Segment Open

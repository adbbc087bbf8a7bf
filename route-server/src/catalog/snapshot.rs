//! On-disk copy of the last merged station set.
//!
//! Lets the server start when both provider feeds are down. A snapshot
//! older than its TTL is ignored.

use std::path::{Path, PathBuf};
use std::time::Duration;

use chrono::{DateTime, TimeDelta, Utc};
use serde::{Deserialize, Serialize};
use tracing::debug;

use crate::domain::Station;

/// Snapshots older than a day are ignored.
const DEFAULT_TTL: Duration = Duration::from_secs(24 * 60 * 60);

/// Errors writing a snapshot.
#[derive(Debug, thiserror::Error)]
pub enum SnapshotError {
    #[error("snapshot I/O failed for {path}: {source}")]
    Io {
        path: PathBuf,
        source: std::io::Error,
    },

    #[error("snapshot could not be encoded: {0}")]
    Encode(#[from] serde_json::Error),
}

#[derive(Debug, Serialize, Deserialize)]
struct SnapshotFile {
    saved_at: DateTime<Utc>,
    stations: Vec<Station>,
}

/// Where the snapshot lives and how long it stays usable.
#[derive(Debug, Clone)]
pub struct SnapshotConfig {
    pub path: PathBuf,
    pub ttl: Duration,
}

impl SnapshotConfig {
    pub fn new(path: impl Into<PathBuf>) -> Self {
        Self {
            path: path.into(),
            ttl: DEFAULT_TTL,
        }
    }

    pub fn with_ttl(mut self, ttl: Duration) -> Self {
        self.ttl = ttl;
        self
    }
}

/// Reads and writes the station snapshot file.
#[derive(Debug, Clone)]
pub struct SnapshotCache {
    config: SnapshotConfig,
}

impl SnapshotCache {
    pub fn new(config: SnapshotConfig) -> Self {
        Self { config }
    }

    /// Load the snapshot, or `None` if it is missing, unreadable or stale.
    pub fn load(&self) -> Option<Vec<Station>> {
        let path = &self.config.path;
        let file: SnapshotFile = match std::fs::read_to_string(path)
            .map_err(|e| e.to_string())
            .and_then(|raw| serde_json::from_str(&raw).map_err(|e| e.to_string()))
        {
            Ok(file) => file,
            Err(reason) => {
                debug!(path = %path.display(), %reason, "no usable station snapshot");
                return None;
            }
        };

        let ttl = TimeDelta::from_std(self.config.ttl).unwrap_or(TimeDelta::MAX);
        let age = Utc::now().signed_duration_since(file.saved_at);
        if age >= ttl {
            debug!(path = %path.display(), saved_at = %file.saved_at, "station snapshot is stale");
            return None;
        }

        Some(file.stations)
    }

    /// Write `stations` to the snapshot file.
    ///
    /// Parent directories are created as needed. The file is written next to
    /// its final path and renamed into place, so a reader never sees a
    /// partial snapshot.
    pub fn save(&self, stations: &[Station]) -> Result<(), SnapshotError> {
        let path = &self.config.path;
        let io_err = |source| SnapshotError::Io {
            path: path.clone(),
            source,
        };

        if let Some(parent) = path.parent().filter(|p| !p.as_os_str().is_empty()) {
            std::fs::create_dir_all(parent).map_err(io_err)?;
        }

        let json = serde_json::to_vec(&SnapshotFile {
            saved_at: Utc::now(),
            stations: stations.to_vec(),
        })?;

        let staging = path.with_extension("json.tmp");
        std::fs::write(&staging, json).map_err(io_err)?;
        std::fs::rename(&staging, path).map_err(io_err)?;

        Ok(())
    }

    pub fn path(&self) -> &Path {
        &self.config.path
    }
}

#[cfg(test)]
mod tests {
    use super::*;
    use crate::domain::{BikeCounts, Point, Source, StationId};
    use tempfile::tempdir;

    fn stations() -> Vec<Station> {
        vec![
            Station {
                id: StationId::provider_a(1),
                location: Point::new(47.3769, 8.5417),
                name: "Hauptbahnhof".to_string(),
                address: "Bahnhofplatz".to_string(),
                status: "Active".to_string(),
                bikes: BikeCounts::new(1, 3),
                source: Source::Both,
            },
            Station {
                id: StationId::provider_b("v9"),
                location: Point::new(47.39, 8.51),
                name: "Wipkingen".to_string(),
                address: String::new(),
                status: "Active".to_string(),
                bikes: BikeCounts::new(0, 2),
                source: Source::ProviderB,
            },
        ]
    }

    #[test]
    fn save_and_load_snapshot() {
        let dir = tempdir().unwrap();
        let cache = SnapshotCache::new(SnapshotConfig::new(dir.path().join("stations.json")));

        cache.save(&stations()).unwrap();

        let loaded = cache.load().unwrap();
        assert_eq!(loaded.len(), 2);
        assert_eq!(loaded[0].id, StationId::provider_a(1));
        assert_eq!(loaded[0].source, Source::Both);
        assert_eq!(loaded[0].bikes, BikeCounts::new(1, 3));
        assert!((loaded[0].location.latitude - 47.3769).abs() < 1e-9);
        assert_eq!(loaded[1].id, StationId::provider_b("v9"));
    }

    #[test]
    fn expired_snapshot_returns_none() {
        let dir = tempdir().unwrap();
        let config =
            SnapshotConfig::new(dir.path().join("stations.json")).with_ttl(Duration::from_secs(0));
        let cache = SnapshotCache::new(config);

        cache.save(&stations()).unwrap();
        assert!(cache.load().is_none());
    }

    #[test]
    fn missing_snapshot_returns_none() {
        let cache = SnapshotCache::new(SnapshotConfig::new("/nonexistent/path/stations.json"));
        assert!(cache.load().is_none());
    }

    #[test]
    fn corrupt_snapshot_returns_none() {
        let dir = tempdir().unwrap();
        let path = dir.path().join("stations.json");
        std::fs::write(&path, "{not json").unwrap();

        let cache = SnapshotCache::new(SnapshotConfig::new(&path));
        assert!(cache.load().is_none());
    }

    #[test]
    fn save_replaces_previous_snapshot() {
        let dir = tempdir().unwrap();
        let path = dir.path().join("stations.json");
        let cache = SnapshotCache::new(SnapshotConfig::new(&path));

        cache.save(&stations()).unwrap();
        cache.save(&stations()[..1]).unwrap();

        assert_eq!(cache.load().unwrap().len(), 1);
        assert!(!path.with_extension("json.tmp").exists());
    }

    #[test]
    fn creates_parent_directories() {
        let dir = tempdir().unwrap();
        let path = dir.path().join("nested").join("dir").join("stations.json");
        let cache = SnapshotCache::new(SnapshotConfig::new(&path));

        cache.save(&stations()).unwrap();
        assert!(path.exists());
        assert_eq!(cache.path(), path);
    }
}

Segment Closed
Segment Open

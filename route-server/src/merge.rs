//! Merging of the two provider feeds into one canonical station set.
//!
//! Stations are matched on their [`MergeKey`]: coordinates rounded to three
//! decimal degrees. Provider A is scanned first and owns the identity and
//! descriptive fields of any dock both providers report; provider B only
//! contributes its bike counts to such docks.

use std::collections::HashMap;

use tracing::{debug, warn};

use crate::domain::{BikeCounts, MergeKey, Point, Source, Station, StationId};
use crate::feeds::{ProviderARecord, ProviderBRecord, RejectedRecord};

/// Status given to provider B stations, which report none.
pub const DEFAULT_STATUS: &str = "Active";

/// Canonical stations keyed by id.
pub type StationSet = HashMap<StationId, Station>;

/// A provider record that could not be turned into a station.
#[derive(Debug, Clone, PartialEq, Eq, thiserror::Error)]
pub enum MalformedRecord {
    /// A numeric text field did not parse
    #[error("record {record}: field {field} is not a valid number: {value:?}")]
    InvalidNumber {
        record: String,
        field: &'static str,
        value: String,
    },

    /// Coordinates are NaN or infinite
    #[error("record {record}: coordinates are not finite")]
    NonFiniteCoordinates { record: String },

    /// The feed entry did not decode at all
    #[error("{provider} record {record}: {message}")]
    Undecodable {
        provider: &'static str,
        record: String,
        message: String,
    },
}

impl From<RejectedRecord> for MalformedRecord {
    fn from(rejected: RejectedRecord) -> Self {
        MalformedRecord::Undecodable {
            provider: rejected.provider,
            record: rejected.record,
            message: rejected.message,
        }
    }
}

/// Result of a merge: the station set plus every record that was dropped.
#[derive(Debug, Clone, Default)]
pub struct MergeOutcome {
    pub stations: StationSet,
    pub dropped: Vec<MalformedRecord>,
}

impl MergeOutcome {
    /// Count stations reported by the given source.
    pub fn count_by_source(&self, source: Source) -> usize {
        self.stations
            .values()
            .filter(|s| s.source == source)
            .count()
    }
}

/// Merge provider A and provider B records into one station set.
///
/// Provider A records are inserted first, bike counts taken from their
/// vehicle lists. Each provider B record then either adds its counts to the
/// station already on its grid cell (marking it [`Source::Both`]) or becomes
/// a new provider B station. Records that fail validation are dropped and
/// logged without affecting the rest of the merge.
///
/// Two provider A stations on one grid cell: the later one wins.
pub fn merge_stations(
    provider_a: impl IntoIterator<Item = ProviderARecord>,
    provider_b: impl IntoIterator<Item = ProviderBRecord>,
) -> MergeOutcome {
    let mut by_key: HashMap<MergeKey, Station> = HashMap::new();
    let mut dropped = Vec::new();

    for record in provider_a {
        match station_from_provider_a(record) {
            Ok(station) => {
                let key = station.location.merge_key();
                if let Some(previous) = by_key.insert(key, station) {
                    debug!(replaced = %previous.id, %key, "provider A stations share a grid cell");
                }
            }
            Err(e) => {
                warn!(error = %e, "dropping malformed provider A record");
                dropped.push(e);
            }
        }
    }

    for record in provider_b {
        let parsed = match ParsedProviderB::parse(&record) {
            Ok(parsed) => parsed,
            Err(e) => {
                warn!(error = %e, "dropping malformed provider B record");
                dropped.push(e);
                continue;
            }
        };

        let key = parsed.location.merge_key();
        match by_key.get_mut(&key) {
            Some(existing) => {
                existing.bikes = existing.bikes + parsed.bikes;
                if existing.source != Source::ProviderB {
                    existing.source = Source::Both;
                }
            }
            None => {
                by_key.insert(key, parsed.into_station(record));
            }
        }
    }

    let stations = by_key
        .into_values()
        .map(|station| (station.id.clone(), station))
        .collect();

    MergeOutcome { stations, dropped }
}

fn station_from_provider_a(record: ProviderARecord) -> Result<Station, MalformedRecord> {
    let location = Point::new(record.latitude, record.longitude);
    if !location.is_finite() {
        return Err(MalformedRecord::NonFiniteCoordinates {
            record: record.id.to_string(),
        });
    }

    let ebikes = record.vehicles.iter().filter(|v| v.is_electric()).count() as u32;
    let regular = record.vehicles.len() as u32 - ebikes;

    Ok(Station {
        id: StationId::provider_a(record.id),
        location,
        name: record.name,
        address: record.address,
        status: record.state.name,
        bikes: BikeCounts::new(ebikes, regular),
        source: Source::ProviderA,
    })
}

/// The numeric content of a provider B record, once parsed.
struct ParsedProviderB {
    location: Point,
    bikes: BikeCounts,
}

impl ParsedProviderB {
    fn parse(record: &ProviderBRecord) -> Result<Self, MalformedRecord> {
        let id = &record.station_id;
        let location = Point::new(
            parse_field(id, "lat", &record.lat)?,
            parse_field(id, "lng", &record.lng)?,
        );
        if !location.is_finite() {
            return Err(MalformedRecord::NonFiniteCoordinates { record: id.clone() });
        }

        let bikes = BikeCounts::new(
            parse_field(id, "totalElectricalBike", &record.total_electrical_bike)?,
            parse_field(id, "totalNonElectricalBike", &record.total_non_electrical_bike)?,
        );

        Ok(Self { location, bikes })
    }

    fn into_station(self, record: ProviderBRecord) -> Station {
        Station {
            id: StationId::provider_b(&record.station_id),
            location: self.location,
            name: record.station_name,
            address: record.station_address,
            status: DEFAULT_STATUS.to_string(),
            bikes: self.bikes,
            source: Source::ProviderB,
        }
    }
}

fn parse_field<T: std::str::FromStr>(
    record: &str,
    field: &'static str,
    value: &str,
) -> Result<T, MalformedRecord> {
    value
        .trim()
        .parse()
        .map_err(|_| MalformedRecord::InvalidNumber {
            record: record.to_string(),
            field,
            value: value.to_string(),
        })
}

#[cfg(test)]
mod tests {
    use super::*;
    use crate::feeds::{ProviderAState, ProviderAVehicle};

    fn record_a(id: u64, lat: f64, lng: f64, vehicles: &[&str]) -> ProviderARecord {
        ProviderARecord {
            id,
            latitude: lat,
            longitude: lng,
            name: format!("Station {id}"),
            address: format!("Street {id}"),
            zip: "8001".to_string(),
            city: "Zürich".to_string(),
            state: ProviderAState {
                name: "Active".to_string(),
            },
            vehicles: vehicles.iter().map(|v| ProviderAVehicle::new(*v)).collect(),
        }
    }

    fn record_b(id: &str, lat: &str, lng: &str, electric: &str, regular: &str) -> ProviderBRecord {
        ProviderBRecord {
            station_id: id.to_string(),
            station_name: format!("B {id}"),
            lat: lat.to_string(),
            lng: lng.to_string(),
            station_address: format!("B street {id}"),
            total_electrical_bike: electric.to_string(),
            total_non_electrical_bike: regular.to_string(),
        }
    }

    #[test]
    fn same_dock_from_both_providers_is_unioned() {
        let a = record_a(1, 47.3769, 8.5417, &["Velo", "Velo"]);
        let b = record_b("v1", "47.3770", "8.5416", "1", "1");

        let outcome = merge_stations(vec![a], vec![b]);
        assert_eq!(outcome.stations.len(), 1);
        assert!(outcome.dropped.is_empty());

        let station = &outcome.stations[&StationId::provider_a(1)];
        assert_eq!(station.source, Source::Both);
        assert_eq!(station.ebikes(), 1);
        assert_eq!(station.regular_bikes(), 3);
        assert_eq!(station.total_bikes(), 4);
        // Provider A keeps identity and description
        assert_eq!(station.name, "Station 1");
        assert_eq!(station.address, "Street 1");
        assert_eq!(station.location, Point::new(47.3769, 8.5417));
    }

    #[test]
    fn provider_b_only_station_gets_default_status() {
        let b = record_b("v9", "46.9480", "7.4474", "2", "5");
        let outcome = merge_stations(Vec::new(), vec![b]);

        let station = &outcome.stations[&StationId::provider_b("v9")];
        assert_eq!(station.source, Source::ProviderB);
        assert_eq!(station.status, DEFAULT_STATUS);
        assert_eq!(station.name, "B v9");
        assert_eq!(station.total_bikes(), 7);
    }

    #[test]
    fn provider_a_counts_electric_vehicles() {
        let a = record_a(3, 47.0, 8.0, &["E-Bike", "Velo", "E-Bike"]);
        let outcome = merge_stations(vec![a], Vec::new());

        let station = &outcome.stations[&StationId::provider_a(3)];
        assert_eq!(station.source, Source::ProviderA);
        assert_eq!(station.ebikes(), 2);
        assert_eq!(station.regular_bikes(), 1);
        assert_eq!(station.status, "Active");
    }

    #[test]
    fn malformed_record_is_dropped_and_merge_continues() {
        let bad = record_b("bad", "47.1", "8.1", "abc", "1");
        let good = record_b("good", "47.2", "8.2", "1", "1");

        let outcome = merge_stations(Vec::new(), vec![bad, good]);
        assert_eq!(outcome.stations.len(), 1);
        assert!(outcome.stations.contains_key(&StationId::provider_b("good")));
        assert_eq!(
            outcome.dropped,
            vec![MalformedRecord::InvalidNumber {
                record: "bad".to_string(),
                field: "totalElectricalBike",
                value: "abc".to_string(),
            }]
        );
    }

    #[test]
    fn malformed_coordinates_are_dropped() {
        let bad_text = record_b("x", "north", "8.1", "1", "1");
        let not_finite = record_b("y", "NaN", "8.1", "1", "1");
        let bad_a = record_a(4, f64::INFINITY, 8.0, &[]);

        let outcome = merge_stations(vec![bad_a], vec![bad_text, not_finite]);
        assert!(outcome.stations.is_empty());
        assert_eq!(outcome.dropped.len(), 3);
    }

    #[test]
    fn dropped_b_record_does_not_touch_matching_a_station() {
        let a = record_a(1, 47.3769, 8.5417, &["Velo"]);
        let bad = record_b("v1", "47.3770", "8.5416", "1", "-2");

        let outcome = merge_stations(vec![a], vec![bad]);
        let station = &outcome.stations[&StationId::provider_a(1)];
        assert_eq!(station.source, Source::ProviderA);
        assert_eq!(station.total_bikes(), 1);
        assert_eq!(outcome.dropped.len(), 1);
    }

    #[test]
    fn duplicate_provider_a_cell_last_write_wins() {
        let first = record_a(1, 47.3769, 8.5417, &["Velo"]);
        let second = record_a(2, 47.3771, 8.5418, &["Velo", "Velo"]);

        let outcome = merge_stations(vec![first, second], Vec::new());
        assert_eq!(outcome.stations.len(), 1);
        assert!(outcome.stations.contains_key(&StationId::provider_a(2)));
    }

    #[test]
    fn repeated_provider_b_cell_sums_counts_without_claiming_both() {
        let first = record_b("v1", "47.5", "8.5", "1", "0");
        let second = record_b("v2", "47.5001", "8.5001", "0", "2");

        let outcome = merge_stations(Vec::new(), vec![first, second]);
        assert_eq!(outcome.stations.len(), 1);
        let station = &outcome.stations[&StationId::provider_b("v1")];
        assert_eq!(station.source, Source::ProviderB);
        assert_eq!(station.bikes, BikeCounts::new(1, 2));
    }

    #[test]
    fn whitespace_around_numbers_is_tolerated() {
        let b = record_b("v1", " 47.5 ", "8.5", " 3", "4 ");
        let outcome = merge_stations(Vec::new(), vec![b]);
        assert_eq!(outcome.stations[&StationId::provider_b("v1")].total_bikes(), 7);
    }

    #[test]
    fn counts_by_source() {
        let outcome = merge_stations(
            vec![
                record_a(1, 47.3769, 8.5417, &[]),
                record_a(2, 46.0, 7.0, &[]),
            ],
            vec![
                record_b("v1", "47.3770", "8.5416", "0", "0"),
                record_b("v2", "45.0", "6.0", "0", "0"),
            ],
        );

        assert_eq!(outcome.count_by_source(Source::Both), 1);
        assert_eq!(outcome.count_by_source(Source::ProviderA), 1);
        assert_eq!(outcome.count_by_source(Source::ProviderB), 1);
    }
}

Segment Closed
Segment Open

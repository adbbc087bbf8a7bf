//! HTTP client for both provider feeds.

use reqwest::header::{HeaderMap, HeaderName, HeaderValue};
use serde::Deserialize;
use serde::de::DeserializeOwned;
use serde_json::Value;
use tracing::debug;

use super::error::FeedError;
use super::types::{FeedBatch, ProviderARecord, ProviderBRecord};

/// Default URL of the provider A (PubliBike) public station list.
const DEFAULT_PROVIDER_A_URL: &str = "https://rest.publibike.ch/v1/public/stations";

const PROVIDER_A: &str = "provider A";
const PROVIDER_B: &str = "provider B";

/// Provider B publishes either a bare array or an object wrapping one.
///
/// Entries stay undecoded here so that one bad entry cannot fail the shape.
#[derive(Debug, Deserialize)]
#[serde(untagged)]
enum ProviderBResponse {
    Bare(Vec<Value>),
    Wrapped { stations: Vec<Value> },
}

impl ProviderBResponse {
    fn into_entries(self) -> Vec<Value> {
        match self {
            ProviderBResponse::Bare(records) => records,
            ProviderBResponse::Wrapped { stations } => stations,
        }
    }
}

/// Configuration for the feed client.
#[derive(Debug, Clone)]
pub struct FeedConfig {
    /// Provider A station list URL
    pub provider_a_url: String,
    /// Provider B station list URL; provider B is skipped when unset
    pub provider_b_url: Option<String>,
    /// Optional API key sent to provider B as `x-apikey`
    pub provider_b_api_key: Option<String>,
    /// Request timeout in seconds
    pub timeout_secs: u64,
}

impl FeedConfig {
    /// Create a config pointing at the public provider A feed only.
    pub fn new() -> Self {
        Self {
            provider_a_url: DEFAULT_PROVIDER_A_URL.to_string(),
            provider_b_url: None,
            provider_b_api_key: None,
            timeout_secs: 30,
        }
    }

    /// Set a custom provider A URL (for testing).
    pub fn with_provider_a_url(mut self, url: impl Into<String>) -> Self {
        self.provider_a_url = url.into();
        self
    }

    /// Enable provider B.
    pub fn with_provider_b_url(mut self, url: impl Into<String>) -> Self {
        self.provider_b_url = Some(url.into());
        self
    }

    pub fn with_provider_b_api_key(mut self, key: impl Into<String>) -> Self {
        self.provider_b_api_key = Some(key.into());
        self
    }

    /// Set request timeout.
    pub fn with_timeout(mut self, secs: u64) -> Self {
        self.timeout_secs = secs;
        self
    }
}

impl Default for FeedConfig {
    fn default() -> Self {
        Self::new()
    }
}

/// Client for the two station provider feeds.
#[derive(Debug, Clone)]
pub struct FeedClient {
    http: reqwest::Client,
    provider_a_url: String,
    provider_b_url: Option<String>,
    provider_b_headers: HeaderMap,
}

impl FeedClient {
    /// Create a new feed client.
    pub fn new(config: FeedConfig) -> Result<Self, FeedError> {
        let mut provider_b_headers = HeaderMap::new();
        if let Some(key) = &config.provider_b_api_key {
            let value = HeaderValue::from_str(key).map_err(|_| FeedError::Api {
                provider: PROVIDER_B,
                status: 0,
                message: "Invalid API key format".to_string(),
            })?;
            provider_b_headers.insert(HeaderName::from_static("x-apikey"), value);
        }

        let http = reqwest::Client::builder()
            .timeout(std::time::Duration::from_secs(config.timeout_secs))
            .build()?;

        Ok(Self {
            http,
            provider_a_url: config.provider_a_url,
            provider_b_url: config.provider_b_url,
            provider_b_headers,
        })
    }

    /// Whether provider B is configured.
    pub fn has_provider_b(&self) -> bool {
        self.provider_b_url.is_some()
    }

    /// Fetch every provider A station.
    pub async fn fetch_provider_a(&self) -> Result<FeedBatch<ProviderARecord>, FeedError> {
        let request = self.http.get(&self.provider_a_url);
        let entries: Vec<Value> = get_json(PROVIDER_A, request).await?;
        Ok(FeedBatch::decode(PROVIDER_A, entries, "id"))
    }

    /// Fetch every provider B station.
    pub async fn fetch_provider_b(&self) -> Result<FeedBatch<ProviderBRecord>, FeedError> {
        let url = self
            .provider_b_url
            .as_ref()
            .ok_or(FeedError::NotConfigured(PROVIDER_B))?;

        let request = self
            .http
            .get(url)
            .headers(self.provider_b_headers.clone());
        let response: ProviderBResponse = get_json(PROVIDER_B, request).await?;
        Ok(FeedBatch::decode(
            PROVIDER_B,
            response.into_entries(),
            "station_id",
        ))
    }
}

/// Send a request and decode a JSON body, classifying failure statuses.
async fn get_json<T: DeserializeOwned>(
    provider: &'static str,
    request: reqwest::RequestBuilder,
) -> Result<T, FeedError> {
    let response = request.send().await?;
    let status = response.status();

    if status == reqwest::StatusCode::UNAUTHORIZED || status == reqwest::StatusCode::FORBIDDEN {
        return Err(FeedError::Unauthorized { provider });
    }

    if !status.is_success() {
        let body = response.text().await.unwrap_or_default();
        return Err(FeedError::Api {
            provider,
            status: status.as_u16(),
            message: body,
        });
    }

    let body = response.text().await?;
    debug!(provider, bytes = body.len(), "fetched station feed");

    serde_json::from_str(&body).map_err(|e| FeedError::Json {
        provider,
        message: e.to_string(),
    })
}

Segment Closed

**Directions**
Report every line in the data that holds "usable", copying each one.

**Solution**
/// Where the snapshot lives and how long it stays usable.
                debug!(path = %path.display(), %reason, "no usable station snapshot");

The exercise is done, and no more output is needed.